Une abeille et une perle

1996 | 13'22 | opus 91 | acousmatique | support audio | 2 pistes | éditions Maison Ona

• Dédié à Jonathan Prager

• Réalisation sur magnétophones et ordinateur au studio du compositeur à Crest en juin et octobre 1996

• Prises de son : Denis Dufour

• Voix : Caroline Gardet et Michaël Jackson

• Création à Perpignan, auditorium John Cage, le 21 novembre 1996 lors du festival Aujourd’hui Musiques par Jonathan Prager sur acousmonium Motus

Voici une œuvre qui sacrifie volontiers au genre conte initiatique pour enfants, histoire à grandir debout dramatique et cocasse, et qui a la cruauté concise et grave du conte de fées, forcément acousmatique.
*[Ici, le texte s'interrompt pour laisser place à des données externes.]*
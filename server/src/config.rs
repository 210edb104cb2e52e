use clap::Parser;
use figment::{
    providers::{Env, Format, Serialized, Toml},
    Figment,
};
use serde::{Deserialize, Serialize};

const DEFAULT_CONFIG_PATH: &str = "./bullride.toml";

/// Command-line flags. Only flags actually given override lower layers.
#[derive(Parser, Serialize, Debug, Default)]
#[command(name = "bullride-server", version, about = "Bullride backend server")]
pub struct Args {
    /// Port to listen on
    #[arg(long)]
    #[serde(skip_serializing_if = "Option::is_none")]
    pub port: Option<u16>,

    /// Bind address
    #[arg(long)]
    #[serde(skip_serializing_if = "Option::is_none")]
    pub bind_address: Option<String>,

    /// Path to TOML config file
    #[arg(long)]
    #[serde(skip)]
    pub config: Option<String>,

    /// Enable structured JSON logging (for Docker/production)
    #[arg(long)]
    #[serde(skip_serializing_if = "std::ops::Not::not")]
    pub json_logs: bool,

    /// Output a commented TOML config template and exit
    #[arg(long)]
    #[serde(skip)]
    pub generate_config: bool,

    /// Data directory for the basket database
    #[arg(long)]
    #[serde(skip_serializing_if = "Option::is_none")]
    pub data_dir: Option<String>,

    /// Email domain whose addresses may join the admin chat
    #[arg(long)]
    #[serde(skip_serializing_if = "Option::is_none")]
    pub admin_domain: Option<String>,
}

/// Resolved server configuration.
#[derive(Serialize, Deserialize, Clone, Debug)]
pub struct Config {
    pub port: u16,
    pub bind_address: String,
    pub json_logs: bool,
    pub data_dir: String,
    /// Browser origin allowed by CORS (credentials included)
    pub allowed_origin: String,
    /// Email domain whose addresses may join the admin chat
    pub admin_domain: String,
    /// HS256 secret for admission tokens. When unset, token claims are
    /// decoded without any signature check.
    #[serde(default)]
    pub token_secret: Option<String>,
    #[serde(default)]
    pub alpaca: AlpacaConfig,
    #[serde(default)]
    pub mail: MailConfig,
}

/// Brokerage market-data API settings (`[alpaca]`).
#[derive(Debug, Clone, Serialize, Deserialize)]
pub struct AlpacaConfig {
    #[serde(default)]
    pub key_id: Option<String>,
    #[serde(default)]
    pub secret_key: Option<String>,
    #[serde(default = "default_data_url")]
    pub data_url: String,
    #[serde(default = "default_trading_url")]
    pub trading_url: String,
}

impl Default for AlpacaConfig {
    fn default() -> Self {
        Self {
            key_id: None,
            secret_key: None,
            data_url: default_data_url(),
            trading_url: default_trading_url(),
        }
    }
}

fn default_data_url() -> String {
    "https://data.alpaca.markets/v2".to_string()
}

fn default_trading_url() -> String {
    "https://paper-api.alpaca.markets/v2".to_string()
}

/// Outbound mail settings (`[mail]`).
#[derive(Debug, Clone, Serialize, Deserialize)]
pub struct MailConfig {
    #[serde(default = "default_mail_region")]
    pub region: String,
    #[serde(default = "default_mailbox")]
    pub sender: String,
    #[serde(default = "default_mailbox")]
    pub recipient: String,
    #[serde(default)]
    pub access_key_id: Option<String>,
    #[serde(default)]
    pub secret_access_key: Option<String>,
}

impl Default for MailConfig {
    fn default() -> Self {
        Self {
            region: default_mail_region(),
            sender: default_mailbox(),
            recipient: default_mailbox(),
            access_key_id: None,
            secret_access_key: None,
        }
    }
}

fn default_mail_region() -> String {
    "us-east-1".to_string()
}

fn default_mailbox() -> String {
    "info@bullride.us".to_string()
}

impl Default for Config {
    fn default() -> Self {
        Self {
            port: 8080,
            bind_address: "0.0.0.0".to_string(),
            json_logs: false,
            data_dir: "./data".to_string(),
            allowed_origin: "https://bullride.us".to_string(),
            admin_domain: "bullride.us".to_string(),
            token_secret: None,
            alpaca: AlpacaConfig::default(),
            mail: MailConfig::default(),
        }
    }
}

impl Config {
    /// Load config with layered precedence:
    /// built-in defaults < TOML file < env vars (BULLRIDE_*) < CLI args
    ///
    /// Nested keys use a double underscore, e.g. `BULLRIDE_ALPACA__KEY_ID`.
    pub fn figment(args: &Args) -> Figment {
        let config_path = args
            .config
            .clone()
            .unwrap_or_else(|| DEFAULT_CONFIG_PATH.to_string());

        Figment::new()
            .merge(Serialized::defaults(Config::default()))
            .merge(Toml::file(config_path))
            .merge(Env::prefixed("BULLRIDE_").split("__"))
            .merge(Serialized::defaults(args))
    }

    pub fn load(args: &Args) -> Result<Self, Box<figment::Error>> {
        let config: Self = Self::figment(args).extract().map_err(Box::new)?;
        config.validate().map_err(Box::new)?;
        Ok(config)
    }

    /// CORS credentials cannot be combined with a wildcard origin.
    fn validate(&self) -> Result<(), figment::Error> {
        let origin = self.allowed_origin.trim();
        if origin.is_empty() || origin.contains('*') {
            return Err(serde::de::Error::custom(format!(
                "allowed_origin must be a single explicit origin (got {:?}); \
                 a wildcard cannot be used with credentialed CORS",
                self.allowed_origin
            )));
        }
        Ok(())
    }
}

/// Generate a commented TOML config template
pub fn generate_config_template() -> String {
    r#"# Bullride Server Configuration
# Place this file at ./bullride.toml or specify with --config <path>
# All settings can be overridden via environment variables (BULLRIDE_PORT,
# BULLRIDE_ALPACA__KEY_ID, etc.) or CLI flags (--port, etc.)

# Server port (default: 8080)
# port = 8080

# Bind address (default: 0.0.0.0 - all interfaces)
# bind_address = "0.0.0.0"

# Enable structured JSON logging for Docker/production
# json_logs = false

# Data directory for the SQLite basket store
# data_dir = "./data"

# Browser origin allowed to call the API with credentials
# allowed_origin = "https://bullride.us"

# Email domain whose addresses may join the admin chat
# admin_domain = "bullride.us"

# HS256 secret for admin chat tokens. Leave unset to accept tokens
# without a signature check (claims are trusted as presented).
# token_secret = ""

# ---- Market data ----
# [alpaca]
# key_id = ""
# secret_key = ""
# data_url = "https://data.alpaca.markets/v2"
# trading_url = "https://paper-api.alpaca.markets/v2"

# ---- Contact form mail (Amazon SES) ----
# Without credentials, contact messages are only logged.
# [mail]
# region = "us-east-1"
# sender = "info@bullride.us"
# recipient = "info@bullride.us"
# access_key_id = ""
# secret_access_key = ""
"#
    .to_string()
}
Pour les enfants, Denis Dufour distille donc du merveilleux mais pas du fabriqué, de la discipline mais pas de l’obéissance, de la simplicité mais pas du simplisme, de la liberté mais pas de l’anarchie, bref il convoque davantage l’enfantin que l’infantile. On peut oser s’adresser aux enfants, mais difficile de penser l’enfance sans penser le mouvement qui la porte, et dont elle est l’expression à la fois perpétuelle et éphémère. Loin de fixer le petit d’homme dans une image réductrice et exploitable d’adulte en miniature, loin de le figer dans l’icône idéale et terrible d’un angélisme exterminateur, le regard sonore de Dufour interroge, soulève, explore. Si tant est que l’enfance devrait être avant tout un territoire d’exploration (et non un terrain d’expérimentations), exploration du monde par les enfants, appropriation des moyens de le connaître, et exploration du monde des enfants – c’est à dire du nôtre en tant qu’ex-enfants – par les adultes.
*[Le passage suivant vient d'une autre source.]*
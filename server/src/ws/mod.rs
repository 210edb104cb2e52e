pub mod actor;
pub mod broadcast;
pub mod handler;

use tokio::sync::mpsc;

/// Type alias for the sender half of a WebSocket connection's channel.
/// The relay clones this to push frames to a specific client.
pub type ConnectionSender = mpsc::UnboundedSender<axum::extract::ws::Message>;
Quel art sinon l’art acousmatique, resté si proche du jeu fondamental, de l’amusement essentiel, est celui où les règles s’inventent à mesure qu’on joue, où l’univers existe à mesure qu’on le scrute, de toutes nos oreilles ? Et comment distinguer le regard porté sur un enfant du regard porté sur notre propre enfance, comment oublier qu’il est avant tout un potentiel, une métaphore absolue du devenir ? Évoquer l’enfance c’est se nourrir de ce potentiel, et non définir une espèce particulière d’être. Non pas capturer l’espèce en voie de disparition… mais libérer l’être en voie d’apparition. Avec l’obsession de ne pas contrarier la structuration prodigieuse et ordonnée qui fait d’un ectoplasme unicellulaire – mais peut-être déjà pensant – un être doué d’un corps, de sentiments, et de raison. Et de diriger son autonomie vers un destin spirituel unique.

Leçon de choses d’une banalité mystérieuse, initiatique, qui ne confond pas le réel et le quotidien (et en effet ça n’a rien à voir), la pièce de Dufour étudie donc avec éloquence les ready-made dont sont coutumiers les enfants, les collages absurdes qui sont le début de l’intelligence. Dali a dit un jour : « je n’aime pas les enfants, mais ce que je déteste par-dessus tout, ce sont les dessins d’enfants ». On aime à voir dans cette déclaration iconoclaste (au sens premier) une allergie non au génie natif, mais à son dévoiement par une éducation… inappropriée. Dufour quant à lui semble entendre dans cette œuvre le son du réel fantastique, le goût de la vraie vie, où l’activité n’est pas un travail (c’est-à-dire une torture) et où l’on ne gagne rien au jeu sauf à être davantage soi-même. Où la perfection n’est pas recherchée mais donnée de surcroît, et où le plaisir a un but (lequel ?). Où l’on ne s’interroge pas sur le sens car le sens on le sent, ce que sentent tous les enfants qu’on n’a pas forcés trop tôt à devenir adultes, c’est à dire à se rendre esclaves des désirs de leurs parents. Une vie où la philosophie – c’est-à-dire l’amour de la sagesse – n’a pas été confisquée par des spécialistes, une vie faite de disponibilité, et non de questionnements…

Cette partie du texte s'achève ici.